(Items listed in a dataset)
§ §

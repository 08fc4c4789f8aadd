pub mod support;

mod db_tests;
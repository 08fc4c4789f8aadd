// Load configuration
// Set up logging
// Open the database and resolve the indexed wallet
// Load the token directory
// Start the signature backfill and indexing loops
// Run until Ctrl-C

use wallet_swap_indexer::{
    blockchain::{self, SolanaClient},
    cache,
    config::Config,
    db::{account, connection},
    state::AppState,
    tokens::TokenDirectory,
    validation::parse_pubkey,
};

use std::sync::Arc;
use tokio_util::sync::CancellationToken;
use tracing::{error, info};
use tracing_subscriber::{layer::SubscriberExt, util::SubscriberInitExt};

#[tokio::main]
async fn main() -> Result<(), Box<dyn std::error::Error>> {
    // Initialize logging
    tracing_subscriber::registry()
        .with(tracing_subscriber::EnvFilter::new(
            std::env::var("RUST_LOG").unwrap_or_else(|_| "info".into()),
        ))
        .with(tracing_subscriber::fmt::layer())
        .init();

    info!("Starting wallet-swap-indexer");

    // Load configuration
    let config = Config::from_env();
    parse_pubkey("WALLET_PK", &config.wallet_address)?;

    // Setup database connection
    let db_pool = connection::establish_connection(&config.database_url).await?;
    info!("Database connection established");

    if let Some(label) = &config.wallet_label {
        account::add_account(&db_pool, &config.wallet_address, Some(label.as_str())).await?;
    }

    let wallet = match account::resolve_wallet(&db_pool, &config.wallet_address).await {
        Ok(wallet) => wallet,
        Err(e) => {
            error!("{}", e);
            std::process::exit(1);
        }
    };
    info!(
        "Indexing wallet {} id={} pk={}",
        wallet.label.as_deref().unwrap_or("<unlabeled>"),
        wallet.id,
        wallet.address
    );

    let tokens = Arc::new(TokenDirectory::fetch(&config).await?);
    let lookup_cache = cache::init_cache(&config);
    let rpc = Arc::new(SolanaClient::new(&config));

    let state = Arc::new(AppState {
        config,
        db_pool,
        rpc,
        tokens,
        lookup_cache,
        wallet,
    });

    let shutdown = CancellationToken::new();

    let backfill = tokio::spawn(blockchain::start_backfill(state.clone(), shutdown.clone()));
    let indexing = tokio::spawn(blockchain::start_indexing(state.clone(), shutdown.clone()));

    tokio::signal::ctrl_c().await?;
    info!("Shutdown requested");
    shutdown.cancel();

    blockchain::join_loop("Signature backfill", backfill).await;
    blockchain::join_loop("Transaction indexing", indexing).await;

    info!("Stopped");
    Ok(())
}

§ §

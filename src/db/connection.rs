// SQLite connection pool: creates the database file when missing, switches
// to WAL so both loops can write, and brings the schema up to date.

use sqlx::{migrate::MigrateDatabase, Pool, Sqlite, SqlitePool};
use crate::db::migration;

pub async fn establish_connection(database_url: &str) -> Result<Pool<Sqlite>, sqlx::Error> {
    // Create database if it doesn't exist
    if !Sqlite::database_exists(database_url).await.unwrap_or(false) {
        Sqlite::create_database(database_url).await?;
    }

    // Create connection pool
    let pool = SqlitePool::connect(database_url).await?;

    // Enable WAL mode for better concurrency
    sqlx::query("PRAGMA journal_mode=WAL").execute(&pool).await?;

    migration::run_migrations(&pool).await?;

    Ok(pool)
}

§ §

The task. Transcribe the records above from the line holding "async fn main()" down to the line holding "let rpc = Arc::new(SolanaClient::new(&config));", inclusive, without adding anything.

Solved exercise.
async fn main() -> Result<(), Box<dyn std::error::Error>> {
    // Initialize logging
    tracing_subscriber::registry()
        .with(tracing_subscriber::EnvFilter::new(
            std::env::var("RUST_LOG").unwrap_or_else(|_| "info".into()),
        ))
        .with(tracing_subscriber::fmt::layer())
        .init();

    info!("Starting wallet-swap-indexer");

    // Load configuration
    let config = Config::from_env();
    parse_pubkey("WALLET_PK", &config.wallet_address)?;

    // Setup database connection
    let db_pool = connection::establish_connection(&config.database_url).await?;
    info!("Database connection established");

    if let Some(label) = &config.wallet_label {
        account::add_account(&db_pool, &config.wallet_address, Some(label.as_str())).await?;
    }

    let wallet = match account::resolve_wallet(&db_pool, &config.wallet_address).await {
        Ok(wallet) => wallet,
        Err(e) => {
            error!("{}", e);
            std::process::exit(1);
        }
    };
    info!(
        "Indexing wallet {} id={} pk={}",
        wallet.label.as_deref().unwrap_or("<unlabeled>"),
        wallet.id,
        wallet.address
    );

    let tokens = Arc::new(TokenDirectory::fetch(&config).await?);
    let lookup_cache = cache::init_cache(&config);
    let rpc = Arc::new(SolanaClient::new(&config));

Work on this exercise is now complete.